Muncul kabar burung penduduk Jawa dan Tionghoa akan melakukan perlawanan. Etnis Jawa dan Tionghoa yang kesal, bersekutu melawan Belanda. Dari situlah terjadi tragedi Perang Jawa atau Perang Kuning tahun 1740, Belanda melakukan pembunuhan orang Jawa dan Tionghoa yang katanya korbannya sampai 10.000 orang.
"Belanda menghadapi pasukan kewalahan, datanglah mereka ke Keraton yang selalu banyak intrik. Mereka akhirnya diminta menarik pasukan-pasukan Jawanya. Akhirnya Belanda menang. Dari pengalaman itu, Belanda menerapkan politik segregasi, dipecah-pecah menurut ras. Dibuat benteng untuk membatasi kota. Itulah yang kemudian jadi pecinaan atau pecinan. Makanya pecinaan adanya di Pantura banyak," tutur Sugiri.
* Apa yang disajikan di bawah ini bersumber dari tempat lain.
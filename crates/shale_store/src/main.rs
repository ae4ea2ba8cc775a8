// Shale server binary: CLI parsing, logging setup, and the run-until-shutdown
// loop around the coordinator.

use std::io::IsTerminal;
use std::path::PathBuf;

use anyhow::Context;
use clap::Parser;

use shale_store::{Server, ServerConfig};

#[derive(Parser, Debug)]
#[command(name = "shale-store", version)]
struct Args {
    #[arg(long, env = "SHALE_BIND_IP", default_value = "127.0.0.1")]
    bind_ip: String,

    #[arg(long, env = "SHALE_PORT", default_value_t = 8903)]
    port: u16,

    #[arg(long, env = "SHALE_DATA_DIR")]
    data_dir: PathBuf,

    /// Network I/O runtime threads.
    #[arg(long, env = "SHALE_NET_IO_THREADS", default_value_t = 4)]
    net_io_threads: usize,

    /// Request worker pools. 0 selects max(4, cpu/2).
    #[arg(long, env = "SHALE_EXECUTOR_THREADS", default_value_t = 0)]
    executor_threads: usize,

    /// Number of user storage shards.
    #[arg(long, env = "SHALE_KVSTORE_COUNT", default_value_t = 10)]
    kvstore_count: u32,

    /// Keyspace chunk count used by the segment router.
    #[arg(long, env = "SHALE_CHUNK_SIZE", default_value_t = 0x4000)]
    chunk_size: u32,

    /// Logical database count.
    #[arg(long, env = "SHALE_DB_NUM", default_value_t = 16)]
    db_num: u32,

    /// Shared block cache across all shards (MiB).
    #[arg(long, env = "SHALE_BLOCK_CACHE_MB", default_value_t = 256)]
    block_cache_mb: u64,

    #[arg(long, env = "SHALE_STRICT_CAPACITY_LIMIT", default_value_t = false)]
    strict_capacity_limit: bool,

    /// AUTH password required from clients. Empty disables auth.
    #[arg(long, env = "SHALE_REQUIREPASS", default_value = "")]
    requirepass: String,

    /// Password presented to a master when replicating.
    #[arg(long, env = "SHALE_MASTERAUTH", default_value = "")]
    masterauth: String,

    /// Bump the replication position on every write.
    #[arg(long, env = "SHALE_VERSION_INCREASE", default_value_t = true)]
    version_increase: bool,

    /// Log every command.
    #[arg(long, env = "SHALE_GENERAL_LOG", default_value_t = false)]
    general_log: bool,

    /// Reject SET against a key holding a non-string record.
    #[arg(long, env = "SHALE_CHECK_KEY_TYPE_FOR_SET", default_value_t = false)]
    check_key_type_for_set: bool,

    /// Max inbound bulk argument size in bytes.
    #[arg(long, env = "SHALE_PROTO_MAX_BULK_LEN", default_value_t = 512 * 1024 * 1024)]
    proto_max_bulk_len: usize,

    /// Disable the TTL expiry subsystem.
    #[arg(long, env = "SHALE_NOEXPIRE", default_value_t = false)]
    noexpire: bool,

    /// Comma-separated `old=new` command renames.
    #[arg(long, env = "SHALE_RENAME_COMMANDS", default_value = "")]
    rename_commands: String,

    /// Comma-separated `alias=canonical` command aliases.
    #[arg(long, env = "SHALE_ALIAS_COMMANDS", default_value = "")]
    alias_commands: String,

    /// Slow-log file path. Defaults to `<data-dir>/slowlog`.
    #[arg(long, env = "SHALE_SLOWLOG_PATH")]
    slowlog_path: Option<PathBuf>,

    /// Slow-log threshold in microseconds.
    #[arg(long, env = "SHALE_SLOWLOG_SLOWER_THAN_US", default_value_t = 100_000)]
    slowlog_slower_than_us: u64,

    /// Flush the slow-log stream every N records.
    #[arg(long, env = "SHALE_SLOWLOG_FLUSH_INTERVAL", default_value_t = 1000)]
    slowlog_flush_interval: u64,
}

fn parse_pairs(raw: &str) -> anyhow::Result<Vec<(String, String)>> {
    let mut out = Vec::new();
    for part in raw.split(',').filter(|s| !s.trim().is_empty()) {
        let (left, right) = part
            .split_once('=')
            .with_context(|| format!("invalid pair (expected a=b): {part}"))?;
        out.push((left.trim().to_string(), right.trim().to_string()));
    }
    Ok(out)
}

impl Args {
    fn into_config(self) -> anyhow::Result<ServerConfig> {
        let mut cfg = ServerConfig::new(self.data_dir);
        cfg.bind_ip = self.bind_ip;
        cfg.port = self.port;
        cfg.net_io_threads = self.net_io_threads;
        cfg.executor_threads = self.executor_threads;
        cfg.kv_store_count = self.kvstore_count;
        cfg.chunk_size = self.chunk_size;
        cfg.db_num = self.db_num;
        cfg.block_cache_mb = self.block_cache_mb;
        cfg.strict_capacity_limit = self.strict_capacity_limit;
        cfg.requirepass = self.requirepass;
        cfg.masterauth = self.masterauth;
        cfg.version_increase = self.version_increase;
        cfg.general_log = self.general_log;
        cfg.check_key_type_for_set = self.check_key_type_for_set;
        cfg.proto_max_bulk_len = self.proto_max_bulk_len;
        cfg.noexpire = self.noexpire;
        cfg.rename_commands = parse_pairs(&self.rename_commands)?;
        cfg.alias_commands = parse_pairs(&self.alias_commands)?;
        if let Some(path) = self.slowlog_path {
            cfg.slowlog_path = path;
        }
        cfg.slowlog_slower_than_us = self.slowlog_slower_than_us;
        cfg.slowlog_flush_interval = self.slowlog_flush_interval;
        Ok(cfg)
    }
}

fn main() -> anyhow::Result<()> {
    // Enable ANSI colors only when stdout is a terminal and NO_COLOR is unset.
    let ansi = std::io::stdout().is_terminal() && std::env::var_os("NO_COLOR").is_none();
    tracing_subscriber::fmt()
        .with_ansi(ansi)
        .with_env_filter(
            tracing_subscriber::EnvFilter::try_from_default_env()
                .unwrap_or_else(|_| "info".into()),
        )
        .init();

    let args = Args::parse();
    let cfg = args.into_config()?;

    let runtime = tokio::runtime::Builder::new_multi_thread()
        .worker_threads(cfg.net_io_threads.max(1))
        .thread_name("net-io")
        .enable_all()
        .build()
        .context("build runtime")?;

    runtime.block_on(async move {
        let server = Server::new(cfg);
        server.startup().context("server startup")?;

        tokio::select! {
            _ = tokio::signal::ctrl_c() => {
                tracing::info!("interrupt received");
                server.stop().await;
            }
            _ = server.wait_stop_complete() => {}
        }
        Ok(())
    })
}

#[cfg(feature = "mimalloc")]
#[global_allocator]
static GLOBAL_ALLOC: mimalloc::MiMalloc = mimalloc::MiMalloc;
"Waktu saya meneliti Kota Bandung, saya coba cari bahasa Eropa pecinan itu ghetto. Ada sistem wijkenstelsel yang melarang keras warga Cina bermukim di luar kampung Cina. Diberlakukan sistem pas jalan alias passenstelsel. Sejak itu orang Tionghoa mesti mendapat semacam surat izin bepergian hanya untuk bisa keluar dari kampungnya, untuk memutus kemungkinan orang Cina mengadakan aliansi dengan kelompok masyarakat lain di Jawa," imbuhnya.
Jawa Barat kala itu menjadi salah satu daerah tanam paksa. Sehingga tidak boleh ada orang asing keluar masuk ke Priangan. Orang Tionghoa dan Belanda pun tidak boleh masuk. Hingga akhirnya tanam paksa dihapuskan, sehingga hasil perkebunan seperti teh, kina, dan karet mulai masuk ke Jawa Barat.
Di Priangan, Kota Bandung merupakan daerah terakhir yang dapat dimasuki dan dihuni penduduk Tionghoa. Keadaan ini lebih meluas lagi setelah tahun 1911 ketika pemerintah Hindia Belanda mencabut semua larangan yang membatasinya.
Orang Tionghoa baru mulai menginjak tanah Bandung sesudah abad 19, bersama dengan investasi barat. Inilah penyebab utama Kota Bandung tak punya pecinan. Daerah pecinan di Bandung hanya mempunyai sejarah yang singkat. Sesampainya di Bandung, orang Tionghoa perlu meneruskan hidup dan dijadikan pedagang perantara oleh Belanda.
"Belanda kan dagang barang impor yang mesti dijual. Memanfaatkan pribumi tidak bisa, mereka curiga terus. Belanda akhirnya nggak berani masuk ke kampung, jadi minta tolong etnis Tionghoa untuk masuk-masuk ke kampung. Orang Tionghoa nggak ada rasa sakit hati, mereka survival. Setelah perang, kalah, ya sudah cari hidup lagi," ujarnya.
Segregasi membuat antar etnis berkelompok di wilayah tertentu. Sebelah utara Kota Bandung menjadi tempat untuk orang Eropa. Bandung bagian tengah, terdapat orang-orang pedagang yang mayoritas Tionghoa. Di selatan menjadi wilayah untuk pribumi.
Sugiri dalam penelitiannya yang berjudul Jejak Komunitas Tionghoa dan Perkembangan Kota Bandung, menjelaskan bahwa pasar pertama di Kota Bandung dibangun tahun 1812 di kampung Ciguriang (sekarang belakang Kepatihan, belum jelas di mana titiknya namun kemungkinan sekitar The Kings).
![]() |
Namun, pasar tersebut terbakar ketika terjadi huru-hara. Para pedagang di pasar tersebut kemudian berkumpul lagi dan berdagang di sekitar Pasar Baroe (sekarang Pasar Baru), yang baru terbangun puluhan tahun kemudian.
Kegiatan utama etnis Tionghoa yang bergerak dalam bidang perdagangan, membuat mereka cenderung bermukim di sekitar pusat simpul transportasi perhubungan (jalan raya, jalan kereta api), stasiun kereta api, dan pasar sebagai pusat perdagangan.